Figura controversa ed emblematica della no-wave, (quel movimento di fine anni 70-inizio 80 che era un pò l'estremizzazione del punk, una sorta di elogio del rumore), Lydia Lunch debuttò da solista con questo "Queen Of Siam", dopo aver militato negli storici "Teenage Jesus". Portatrice di un'angoscia latente, di una perenne insoddisfazione ma soprattutto di messaggi sessuali più o meno espliciti, Lydia riversa in queste musiche tutto il suo ego da ragazzina impertinente.

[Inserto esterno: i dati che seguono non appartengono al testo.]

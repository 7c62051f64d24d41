use std::sync::Arc;
use std::time::Duration;

use async_trait::async_trait;

use crate::{MessageId, ReceivedMessage, Result};

/// Visibility timeout used when none is configured.
pub const DEFAULT_VISIBILITY_TIMEOUT: Duration = Duration::from_secs(30);

/// Core trait for queue implementations.
///
/// Every call is a single bounded request against the transport; nothing is
/// retried here. All implementations must be thread-safe (Send + Sync).
#[async_trait]
pub trait MessageQueue: Send + Sync {
    /// Returns the name of the queue.
    fn queue_name(&self) -> &str;

    /// Sends a message body, returning its queue-assigned ID.
    async fn send(&self, body: String) -> Result<MessageId>;

    /// Receives up to `max_messages` visible messages.
    ///
    /// Returns an empty vector when nothing is visible. Received messages are
    /// hidden from other consumers until acked, released, or until the
    /// visibility timeout expires.
    async fn receive(&self, max_messages: usize) -> Result<Vec<ReceivedMessage>>;

    /// Acknowledges a message, removing it from the queue.
    async fn ack(&self, message: &ReceivedMessage) -> Result<()>;

    /// Makes a received message visible again immediately, for redelivery.
    async fn release(&self, message: &ReceivedMessage) -> Result<()>;
}

#[async_trait]
impl<T: MessageQueue + ?Sized> MessageQueue for Arc<T> {
    fn queue_name(&self) -> &str {
        (**self).queue_name()
    }

    async fn send(&self, body: String) -> Result<MessageId> {
        (**self).send(body).await
    }

    async fn receive(&self, max_messages: usize) -> Result<Vec<ReceivedMessage>> {
        (**self).receive(max_messages).await
    }

    async fn ack(&self, message: &ReceivedMessage) -> Result<()> {
        (**self).ack(message).await
    }

    async fn release(&self, message: &ReceivedMessage) -> Result<()> {
        (**self).release(message).await
    }
}
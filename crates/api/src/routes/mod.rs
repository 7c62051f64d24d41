pub mod health;
pub mod metrics;
pub mod orders;
pub mod payments;
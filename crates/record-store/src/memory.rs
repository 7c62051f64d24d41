use std::collections::HashMap;
use std::marker::PhantomData;
use std::sync::Arc;
use std::sync::atomic::{AtomicBool, Ordering};

use async_trait::async_trait;
use tokio::sync::RwLock;

use crate::{OrderId, Record, RecordTable, Result, StoreError};

/// In-memory record table for testing and single-process deployments.
///
/// Records are kept as serialized JSON documents, so a record goes through the
/// same serde round trip as it does in the PostgreSQL implementation.
pub struct InMemoryTable<R> {
    name: Arc<str>,
    rows: Arc<RwLock<HashMap<OrderId, serde_json::Value>>>,
    fail_on_get: Arc<AtomicBool>,
    fail_on_put: Arc<AtomicBool>,
    _record: PhantomData<fn() -> R>,
}

impl<R> Clone for InMemoryTable<R> {
    fn clone(&self) -> Self {
        Self {
            name: Arc::clone(&self.name),
            rows: Arc::clone(&self.rows),
            fail_on_get: Arc::clone(&self.fail_on_get),
            fail_on_put: Arc::clone(&self.fail_on_put),
            _record: PhantomData,
        }
    }
}

impl<R> InMemoryTable<R> {
    /// Creates a new empty table with the given name.
    pub fn new(name: impl Into<String>) -> Self {
        Self {
            name: Arc::from(name.into()),
            rows: Arc::default(),
            fail_on_get: Arc::default(),
            fail_on_put: Arc::default(),
            _record: PhantomData,
        }
    }

    /// Returns the number of stored records.
    pub async fn len(&self) -> usize {
        self.rows.read().await.len()
    }

    /// Returns true if the table holds no records.
    pub async fn is_empty(&self) -> bool {
        self.rows.read().await.is_empty()
    }

    /// Makes every subsequent `get` fail as if the store were unreachable.
    pub fn set_fail_on_get(&self, fail: bool) {
        self.fail_on_get.store(fail, Ordering::SeqCst);
    }

    /// Makes every subsequent `put` fail as if the store were unreachable.
    pub fn set_fail_on_put(&self, fail: bool) {
        self.fail_on_put.store(fail, Ordering::SeqCst);
    }
}

#[async_trait]
impl<R: Record> RecordTable<R> for InMemoryTable<R> {
    fn table_name(&self) -> &str {
        &self.name
    }

    async fn get(&self, key: &OrderId) -> Result<Option<R>> {
        if self.fail_on_get.load(Ordering::SeqCst) {
            return Err(StoreError::Unavailable(format!(
                "get from {} failed",
                self.name
            )));
        }

        let rows = self.rows.read().await;
        rows.get(key)
            .map(|doc| serde_json::from_value(doc.clone()))
            .transpose()
            .map_err(StoreError::from)
    }

    async fn put(&self, record: &R) -> Result<()> {
        if self.fail_on_put.load(Ordering::SeqCst) {
            return Err(StoreError::Unavailable(format!(
                "put into {} failed",
                self.name
            )));
        }

        let doc = serde_json::to_value(record)?;
        self.rows.write().await.insert(record.key().clone(), doc);
        metrics::counter!("record_store_writes_total", "table" => self.name.to_string())
            .increment(1);
        Ok(())
    }
}
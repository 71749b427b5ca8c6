use parking_lot::RwLock;
use std::collections::HashMap;
use std::sync::Arc;

use crate::{Group, Loader};

/// Directory of [`Group`]s indexed by name.
///
/// The registry is an ordinary value: create one at startup and pass it (or
/// an `Arc` of it) to whatever needs to create or find groups. Independent
/// registries never see each other's groups, which keeps tests isolated.
///
/// # Thread Safety
///
/// Groups are stored behind a `parking_lot::RwLock`: registration takes the
/// write lock, lookups share the read lock. Lookups hand out `Arc<Group>`
/// clones, so no lock is held while a caller uses a group.
///
/// # Examples
///
/// ```
/// use shardcache_core::{loader_fn, GroupRegistry};
///
/// let registry = GroupRegistry::new();
/// registry.new_group("scores", 2 << 10, loader_fn(|key: &str| Ok(key.as_bytes().to_vec())));
///
/// let group = registry.get("scores").expect("registered above");
/// assert_eq!(group.get("Tom").unwrap().as_string(), "Tom");
///
/// assert!(registry.get("unknown").is_none());
/// ```
#[derive(Debug, Default)]
pub struct GroupRegistry {
    groups: RwLock<HashMap<String, Arc<Group>>>,
}

impl GroupRegistry {
    pub fn new() -> Self {
        Self::default()
    }

    /// Creates a group and registers it under `name`.
    ///
    /// Registering a name that already exists replaces the previous group;
    /// handles to the old group remain usable but it is no longer listed.
    pub fn new_group<L>(&self, name: &str, cache_bytes: usize, loader: L) -> Arc<Group>
    where
        L: Loader + 'static,
    {
        self.register(Group::new(name, cache_bytes, loader))
    }

    /// Registers an already-built group under its own name.
    pub fn register(&self, group: Group) -> Arc<Group> {
        let group = Arc::new(group);
        let mut groups = self.groups.write();
        if groups
            .insert(group.name().to_string(), Arc::clone(&group))
            .is_some()
        {
            tracing::warn!(group = %group.name(), "replaced existing group");
        } else {
            tracing::debug!(
                group = %group.name(),
                cache_bytes = group.cache_bytes(),
                "registered group"
            );
        }
        group
    }

    /// Returns the group registered under `name`, if any.
    pub fn get(&self, name: &str) -> Option<Arc<Group>> {
        self.groups.read().get(name).cloned()
    }

    /// Returns all registered names, sorted.
    pub fn names(&self) -> Vec<String> {
        let mut names: Vec<String> = self.groups.read().keys().cloned().collect();
        names.sort();
        names
    }

    pub fn len(&self) -> usize {
        self.groups.read().len()
    }

    pub fn is_empty(&self) -> bool {
        self.groups.read().is_empty()
    }
}
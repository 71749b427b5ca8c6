//! # Shardcache
//!
//! The local building blocks of a distributed in-memory cache, in the spirit of
//! groupcache: immutable byte views, a byte-bounded LRU, a thread-safe facade over
//! it, a consistent-hash ring for picking shard owners, and cache-aside groups that
//! load misses through a user-supplied loader.
//!
//! ## Quick Start
//!
//! ```rust
//! use shardcache::{loader_fn, GroupRegistry};
//! use std::collections::HashMap;
//!
//! let db: HashMap<&str, &str> = HashMap::from([("Tom", "630"), ("Jack", "589")]);
//!
//! let registry = GroupRegistry::new();
//! registry.new_group("scores", 2 << 10, loader_fn(move |key: &str| {
//!     db.get(key)
//!         .map(|v| v.as_bytes().to_vec())
//!         .ok_or_else(|| format!("{} not exist", key).into())
//! }));
//!
//! let scores = registry.get("scores").unwrap();
//!
//! // First call loads from the source, second call is served from cache
//! assert_eq!(scores.get("Tom").unwrap().as_string(), "630");
//! assert_eq!(scores.get("Tom").unwrap().as_string(), "630");
//! ```
//!
//! ## Picking an Owner
//!
//! A distributed layer decides which node owns a key before asking that
//! node's group for it:
//!
//! ```rust
//! use shardcache::HashRing;
//!
//! let mut ring = HashRing::new(50);
//! ring.add(["10.0.0.1:8001", "10.0.0.2:8001"]);
//!
//! let owner = ring.get("Tom").expect("ring has nodes");
//! assert!(owner.starts_with("10.0.0."));
//! ```
//!
//! ## Error Handling
//!
//! [`Group::get`] returns [`GroupError::EmptyKey`] for an empty key and
//! [`GroupError::Load`] carrying the loader's own error when loading fails.
//! Failed loads are never cached:
//!
//! ```rust
//! use shardcache::{loader_fn, Group, GroupError};
//!
//! let group = Group::new("flaky", 0, loader_fn(|_: &str| Err("backend down".into())));
//!
//! assert!(matches!(group.get(""), Err(GroupError::EmptyKey)));
//! assert_eq!(group.get("k").unwrap_err().to_string(), "backend down");
//! ```

pub use shardcache_core::*;
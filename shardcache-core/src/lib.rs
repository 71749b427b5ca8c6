//! # Shardcache Core
//!
//! Building blocks for the single-process half of a distributed in-memory cache.
//!
//! ## Features
//!
//! - **Immutable values**: [`ByteView`] hands out copies, never the stored bytes
//! - **Byte-bounded LRU**: [`LruCache`] charges `key.len() + value.byte_len()` per entry
//!   and evicts least recently used entries until it fits, with an optional eviction callback
//! - **Thread-safe facade**: [`ConcurrentCache`] guards a lazily created `LruCache` with one mutex
//! - **Consistent hashing**: [`HashRing`] maps keys to owner nodes through virtual nodes
//! - **Cache-aside groups**: [`Group`] loads misses through a user [`Loader`] and caches the result
//! - **Explicit registry**: [`GroupRegistry`] finds groups by name without global state
//! - **Statistics**: per-group hit/miss/load counters (with the `stats` feature)
//!
//! ## Module Organization
//!
//! - [`byte_view`] - Immutable byte payload
//! - [`lru`] - Byte-bounded LRU eviction cache
//! - [`recency_list`] - Arena-backed doubly linked list used for recency order
//! - [`concurrent_cache`] - Mutex-guarded facade over the LRU
//! - [`consistent_hash`] - Virtual-node hash ring
//! - [`group`] - Cache-aside namespaces and their builder
//! - [`registry`] - Name to group directory
//!
//! ## Logging
//!
//! Hits, loads, loader failures and evictions are reported as [`tracing`] events.
//! The library never installs a subscriber.
mod byte_size;
mod cache_entry;
mod error;
mod loader;

pub mod byte_view;
pub mod concurrent_cache;
pub mod consistent_hash;
pub mod group;
pub mod lru;
pub mod recency_list;
pub mod registry;

#[cfg(feature = "stats")]
mod stats;

pub use byte_size::ByteSize;
pub use byte_view::ByteView;
pub use cache_entry::CacheEntry;
pub use concurrent_cache::ConcurrentCache;
pub use consistent_hash::{HashFn, HashRing};
pub use error::{BoxError, GroupError};
pub use group::{Group, GroupBuilder};
pub use loader::{loader_fn, Loader, LoaderFn};
pub use lru::{EvictionCallback, LruCache};
pub use registry::GroupRegistry;

#[cfg(feature = "stats")]
pub use stats::CacheStats;
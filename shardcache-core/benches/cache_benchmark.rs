use criterion::{criterion_group, criterion_main, BenchmarkId, Criterion};
use shardcache_core::{loader_fn, ByteView, ConcurrentCache, Group, HashRing, LruCache};
use std::hint::black_box;
use std::sync::Arc;
use std::thread;

fn bench_lru_add(c: &mut Criterion) {
    let mut group = c.benchmark_group("lru_add");

    for budget in [1 << 10, 1 << 16, 0].iter() {
        group.bench_with_input(BenchmarkId::new("bytes", budget), budget, |b, &budget| {
            b.iter(|| {
                let mut cache = LruCache::new(budget);
                for i in 0..1000 {
                    cache.add(&format!("key{}", i), ByteView::from(vec![0u8; 32]));
                }
                black_box(cache.len())
            });
        });
    }

    group.finish();
}

fn bench_lru_get_hit(c: &mut Criterion) {
    let mut cache = LruCache::new(0);
    let keys: Vec<String> = (0..1000).map(|i| format!("key{}", i)).collect();
    for key in &keys {
        cache.add(key, ByteView::from(key.as_str()));
    }

    c.bench_function("lru_get_hit", |b| {
        let mut i = 0;
        b.iter(|| {
            let key = &keys[i % keys.len()];
            i += 1;
            black_box(cache.get(key).map(ByteView::len))
        });
    });
}

fn bench_concurrent_cache(c: &mut Criterion) {
    let mut group = c.benchmark_group("concurrent_cache");

    for threads in [1, 4, 8].iter() {
        group.bench_with_input(
            BenchmarkId::new("threads", threads),
            threads,
            |b, &threads| {
                b.iter(|| {
                    let cache: Arc<ConcurrentCache> = Arc::new(ConcurrentCache::new(1 << 16));
                    let handles: Vec<_> = (0..threads)
                        .map(|t| {
                            let cache = Arc::clone(&cache);
                            thread::spawn(move || {
                                for i in 0..200 {
                                    let key = format!("{}-{}", t, i % 50);
                                    if cache.get(&key).is_none() {
                                        cache.add(&key, ByteView::from(key.as_str()));
                                    }
                                }
                            })
                        })
                        .collect();
                    for handle in handles {
                        handle.join().unwrap();
                    }
                    black_box(cache.len())
                });
            },
        );
    }

    group.finish();
}

fn bench_hash_ring_get(c: &mut Criterion) {
    let mut group = c.benchmark_group("hash_ring_get");

    for replicas in [10, 50, 200].iter() {
        let mut ring = HashRing::new(*replicas);
        ring.add((0..16).map(|n| format!("node-{}", n)));

        group.bench_with_input(BenchmarkId::new("replicas", replicas), &ring, |b, ring| {
            let mut i = 0u64;
            b.iter(|| {
                i += 1;
                black_box(ring.get(&format!("user:{}", i)).map(str::len))
            });
        });
    }

    group.finish();
}

fn bench_group_get(c: &mut Criterion) {
    let group = Group::new(
        "bench",
        0,
        loader_fn(|key: &str| Ok(key.as_bytes().to_vec())),
    );
    for i in 0..100 {
        let _ = group.get(&format!("warm{}", i));
    }

    c.bench_function("group_get_hit", |b| {
        let mut i = 0;
        b.iter(|| {
            i += 1;
            black_box(group.get(&format!("warm{}", i % 100)).is_ok())
        });
    });
}

criterion_group!(
    benches,
    bench_lru_add,
    bench_lru_get_hit,
    bench_concurrent_cache,
    bench_hash_ring_get,
    bench_group_get
);
criterion_main!(benches);
impl<T> Grid<T> {
    /// Create a grid from its dimensions and row-major cells.
    ///
    /// # Errors
    ///
    /// A [`GridError::CellCountMismatch`] is returned if the number of cells is not
    /// `width * height`.
    pub fn new(width: usize, height: usize, cells: Vec<T>) -> Result<Self, GridError> {
        if width.checked_mul(height) == Some(cells.len()) {
            Ok(Self {
                width,
                height,
                cells,
            })
        } else {
            Err(GridError::CellCountMismatch {
                width,
                height,
                found: cells.len(),
            })
        }
    }

    /// Create a grid with every cell set to a clone of `value`.
    ///
    /// # Errors
    ///
    /// A [`GridError::CellCountMismatch`] is returned if `width * height` overflows.
    pub fn filled(width: usize, height: usize, value: T) -> Result<Self, GridError>
    where
        T: Clone,
    {
        let len = width
            .checked_mul(height)
            .ok_or(GridError::CellCountMismatch {
                width,
                height,
                found: 0,
            })?;
        Self::new(width, height, vec![value; len])
    }

    /// The number of columns.
    #[must_use]
    pub fn width(&self) -> usize {
        self.width
    }

    /// The number of rows.
    #[must_use]
    pub fn height(&self) -> usize {
        self.height
    }

    /// All cells in row-major order.
    #[must_use]
    pub fn cells(&self) -> &[T] {
        &self.cells
    }

    #[must_use]
    pub fn len(&self) -> usize {
        self.cells.len()
    }

    #[must_use]
    pub fn is_empty(&self) -> bool {
        self.cells.is_empty()
    }

    /// Check if a position lies within the grid.
    #[must_use]
    pub fn in_bounds(&self, row: isize, col: isize) -> bool {
        self.checked_index(row, col).is_some()
    }

    fn checked_index(&self, row: isize, col: isize) -> Option<usize> {
        let row = usize::try_from(row).ok()?;
        let col = usize::try_from(col).ok()?;
        (row < self.height && col < self.width).then(|| row * self.width + col)
    }

    fn out_of_bounds(&self, row: isize, col: isize) -> GridError {
        GridError::OutOfBounds {
            pos: GridCellPos::new(row, col),
            width: self.width,
            height: self.height,
        }
    }

    /// Convert a position into a linear index of [`Grid::cells`].
    ///
    /// # Errors
    ///
    /// A [`GridError::OutOfBounds`] is returned if the position is outside of the grid.
    pub fn coord_to_index(&self, row: isize, col: isize) -> Result<usize, GridError> {
        self.checked_index(row, col)
            .ok_or_else(|| self.out_of_bounds(row, col))
    }

    /// Convert a linear index of [`Grid::cells`] into a position.
    ///
    /// # Errors
    ///
    /// A [`GridError::IndexOutOfRange`] is returned if the index is not below `width * height`,
    /// which includes every index when the grid has no columns.
    pub fn index_to_coord(&self, index: usize) -> Result<GridCellPos, GridError> {
        let out_of_range = GridError::IndexOutOfRange {
            index,
            len: self.cells.len(),
        };
        if index >= self.cells.len() {
            return Err(out_of_range);
        }

        match (
            isize::try_from(index / self.width),
            isize::try_from(index % self.width),
        ) {
            (Ok(row), Ok(col)) => Ok(GridCellPos::new(row, col)),
            _ => Err(out_of_range),
        }
    }

    /// Get a reference to the cell at a position.
    ///
    /// # Errors
    ///
    /// A [`GridError::OutOfBounds`] is returned if the position is outside of the grid.
    pub fn at(&self, row: isize, col: isize) -> Result<&T, GridError> {
        let index = self.coord_to_index(row, col)?;
        Ok(&self.cells[index])
    }

    /// Get a reference to the cell at a position, or `None` if outside of the grid.
    #[must_use]
    pub fn get(&self, row: isize, col: isize) -> Option<&T> {
        self.checked_index(row, col).map(|index| &self.cells[index])
    }

    /// Overwrite the cell at a position.
    ///
    /// # Errors
    ///
    /// A [`GridError::OutOfBounds`] is returned if the position is outside of the grid; the grid
    /// is left unchanged.
    pub fn set(&mut self, row: isize, col: isize, value: T) -> Result<(), GridError> {
        let index = self.coord_to_index(row, col)?;
        self.cells[index] = value;
        Ok(())
    }

    /// Find the position of the first cell in row-major order matching the predicate.
    ///
    /// The predicate is given the cell's linear index along with the cell.
    pub fn find_pos<P>(&self, mut predicate: P) -> Option<GridCellPos>
    where
        P: FnMut(usize, &T) -> bool,
    {
        let index = self
            .cells
            .iter()
            .enumerate()
            .position(|(index, cell)| predicate(index, cell))?;
        self.index_to_coord(index).ok()
    }

    /// Count the cells matching the predicate.
    pub fn count<P>(&self, mut predicate: P) -> usize
    where
        P: FnMut(&T) -> bool,
    {
        self.cells.iter().filter(|cell| predicate(cell)).count()
    }

    /// Create a new grid of the same dimensions with every cell transformed.
    #[must_use]
    pub fn map<U, F>(&self, transform: F) -> Grid<U>
    where
        F: FnMut(&T) -> U,
    {
        Grid {
            width: self.width,
            height: self.height,
            cells: self.cells.iter().map(transform).collect(),
        }
    }

    /// Create a new grid of the same dimensions with every cell transformed by a fallible
    /// transform.
    ///
    /// # Errors
    ///
    /// The first error returned by `transform`, in row-major order.
    pub fn try_map<U, E, F>(&self, transform: F) -> Result<Grid<U>, E>
    where
        F: FnMut(&T) -> Result<U, E>,
    {
        let cells = self.cells.iter().map(transform).collect::<Result<_, _>>()?;
        Ok(Grid {
            width: self.width,
            height: self.height,
            cells,
        })
    }

    /// Iterate over rows as slices, top to bottom.
    pub fn rows(&self) -> impl Iterator<Item = &[T]> {
        (0..self.height).map(move |row| {
            let start = row * self.width;
            &self.cells[start..start + self.width]
        })
    }

    /// Iterate over every cell with its position in row-major order.
    pub fn positions(&self) -> impl Iterator<Item = (GridCellPos, &T)> {
        self.cells
            .iter()
            .enumerate()
            .filter_map(|(index, cell)| Some((self.index_to_coord(index).ok()?, cell)))
    }

    /// Iterate over the up to eight cells surrounding a position that lie within the grid.
    pub fn neighbors(&self, row: isize, col: isize) -> impl Iterator<Item = (GridCellPos, &T)> {
        let center = GridCellPos::new(row, col);
        NEIGHBOR_OFFSETS.iter().filter_map(move |&(d_row, d_col)| {
            let pos = center.offset(d_row, d_col);
            self.get(pos.row, pos.col).map(|cell| (pos, cell))
        })
    }
}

L' album è realizzato in collaborazione con l' orchestra di Billy Van Der Plank e sotto la supervisione di Pat Irwin, che suona tutte le parti di sax. Ne viene fuori un lavoro originalissimo,composto da cover e pezzi originali, senza un minimo di coerenza musicale, che abbraccia più generi senza mai prenderne uno definitivamente.

Si parte con la cantilena annoiata di "Mechanical Flattery", sottolineata da pochi colpi di batteria a da un piano sonnolento. Lydia canta svogliata, sembra messa lì costretta con la forza. La traccia successiva è la splendida "Gloomy Sunday", arrangiata con un piano dolente ed un sax vellutatissimo. Meravigliosamente angosciante. L' orecchiabile "Spooky" ci mostra una Lunch che sembra la versione sofisticata e decadente di Madonna. Si cambia ancora, ecco il flamenco ubriaco di "Los Banditos", e via nella successiva, irresistibile nenia disco (!) di "Atomic Bangos", un vortice di batteria martellante al limite della paranoia. Altro travestimento: Lydia si fa intrattenitrice da night club in volluttuoso abito da sera e canta "Lady Scarface", un blues fumoso con tanto di tromba e piano sghangherato. E che dire di "Carnival Fat Man"? Risate sadiche, strumenti scordati, un cabaret grottesco e allucinato, da incubo. Piccolo capolavoro.

Come avrete capito ci troviamo dinnanzi ad uno di quegli album di "culto" della storia del rock. Un lavoro particolare e di grande personalità, che incorpora più generi, li graffia, li abbruttisce e poi li getta via.